**WHAT YOU WILL DO:**
Check each line of the data for "GenerateYamlConfig", and copy the ones that have it.

Stored data:
___

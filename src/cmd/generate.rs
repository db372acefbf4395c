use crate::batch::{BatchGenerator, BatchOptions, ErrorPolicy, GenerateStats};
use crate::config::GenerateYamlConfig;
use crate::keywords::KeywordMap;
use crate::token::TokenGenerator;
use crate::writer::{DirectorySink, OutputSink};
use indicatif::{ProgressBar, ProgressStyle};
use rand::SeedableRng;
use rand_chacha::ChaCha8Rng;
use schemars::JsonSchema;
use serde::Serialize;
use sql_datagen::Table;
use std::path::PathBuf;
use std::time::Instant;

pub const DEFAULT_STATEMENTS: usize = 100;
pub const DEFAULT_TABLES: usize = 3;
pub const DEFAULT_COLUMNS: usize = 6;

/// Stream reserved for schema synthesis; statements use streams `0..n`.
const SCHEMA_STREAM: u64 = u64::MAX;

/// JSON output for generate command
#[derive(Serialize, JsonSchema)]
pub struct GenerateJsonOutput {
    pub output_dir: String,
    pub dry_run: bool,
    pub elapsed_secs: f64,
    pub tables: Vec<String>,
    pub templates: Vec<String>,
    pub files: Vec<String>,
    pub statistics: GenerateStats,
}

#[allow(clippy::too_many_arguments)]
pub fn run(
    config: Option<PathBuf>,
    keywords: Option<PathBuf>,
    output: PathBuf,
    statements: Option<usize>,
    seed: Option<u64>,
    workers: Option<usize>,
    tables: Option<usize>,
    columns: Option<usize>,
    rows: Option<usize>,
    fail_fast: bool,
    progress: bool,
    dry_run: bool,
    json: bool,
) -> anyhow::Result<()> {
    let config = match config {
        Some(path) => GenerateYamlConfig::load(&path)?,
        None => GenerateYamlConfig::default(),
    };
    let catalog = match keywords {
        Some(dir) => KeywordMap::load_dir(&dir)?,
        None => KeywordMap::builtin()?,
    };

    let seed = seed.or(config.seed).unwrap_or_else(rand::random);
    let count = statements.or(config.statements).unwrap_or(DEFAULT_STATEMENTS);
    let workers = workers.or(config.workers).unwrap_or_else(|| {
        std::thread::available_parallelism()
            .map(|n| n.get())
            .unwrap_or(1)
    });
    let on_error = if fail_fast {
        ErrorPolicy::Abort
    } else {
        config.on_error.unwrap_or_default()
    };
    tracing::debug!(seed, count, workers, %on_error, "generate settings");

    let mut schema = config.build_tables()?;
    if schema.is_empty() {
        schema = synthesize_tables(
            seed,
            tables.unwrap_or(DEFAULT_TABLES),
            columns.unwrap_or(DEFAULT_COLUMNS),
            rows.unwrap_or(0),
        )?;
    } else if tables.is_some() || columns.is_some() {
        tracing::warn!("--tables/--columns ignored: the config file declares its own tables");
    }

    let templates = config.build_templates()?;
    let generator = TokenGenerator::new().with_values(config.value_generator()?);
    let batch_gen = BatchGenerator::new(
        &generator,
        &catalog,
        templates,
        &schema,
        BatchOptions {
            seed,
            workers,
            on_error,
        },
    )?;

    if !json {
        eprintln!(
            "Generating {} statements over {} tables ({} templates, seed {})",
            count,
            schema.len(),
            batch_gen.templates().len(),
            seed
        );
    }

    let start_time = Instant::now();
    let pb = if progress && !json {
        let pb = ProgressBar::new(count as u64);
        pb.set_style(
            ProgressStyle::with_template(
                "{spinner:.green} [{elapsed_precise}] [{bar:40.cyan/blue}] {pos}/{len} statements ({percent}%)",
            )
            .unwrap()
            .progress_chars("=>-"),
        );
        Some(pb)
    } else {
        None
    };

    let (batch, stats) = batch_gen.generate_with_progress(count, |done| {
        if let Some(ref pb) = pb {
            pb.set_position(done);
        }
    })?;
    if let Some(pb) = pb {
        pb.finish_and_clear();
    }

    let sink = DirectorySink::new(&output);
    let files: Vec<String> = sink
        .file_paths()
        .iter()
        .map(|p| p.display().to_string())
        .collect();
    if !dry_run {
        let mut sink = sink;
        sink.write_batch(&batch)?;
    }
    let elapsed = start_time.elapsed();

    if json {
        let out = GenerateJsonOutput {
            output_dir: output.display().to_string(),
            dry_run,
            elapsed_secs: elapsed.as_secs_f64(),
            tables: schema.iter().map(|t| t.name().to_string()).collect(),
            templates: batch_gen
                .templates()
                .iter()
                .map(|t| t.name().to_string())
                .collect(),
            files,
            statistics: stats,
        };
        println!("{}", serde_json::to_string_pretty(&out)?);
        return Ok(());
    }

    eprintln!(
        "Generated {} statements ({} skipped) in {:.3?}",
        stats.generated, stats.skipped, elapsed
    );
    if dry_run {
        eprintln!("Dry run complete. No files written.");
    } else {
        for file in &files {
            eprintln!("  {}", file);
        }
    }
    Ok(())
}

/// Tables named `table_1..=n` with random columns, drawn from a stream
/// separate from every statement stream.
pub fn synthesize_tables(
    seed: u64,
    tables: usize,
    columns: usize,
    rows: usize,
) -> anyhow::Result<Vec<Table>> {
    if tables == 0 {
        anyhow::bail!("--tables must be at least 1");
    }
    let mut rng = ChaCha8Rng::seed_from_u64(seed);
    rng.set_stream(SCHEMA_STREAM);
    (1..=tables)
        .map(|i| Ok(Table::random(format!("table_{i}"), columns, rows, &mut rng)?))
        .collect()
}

___

**REPLY:**
use crate::config::GenerateYamlConfig;
        Some(path) => GenerateYamlConfig::load(&path)?,
        None => GenerateYamlConfig::default(),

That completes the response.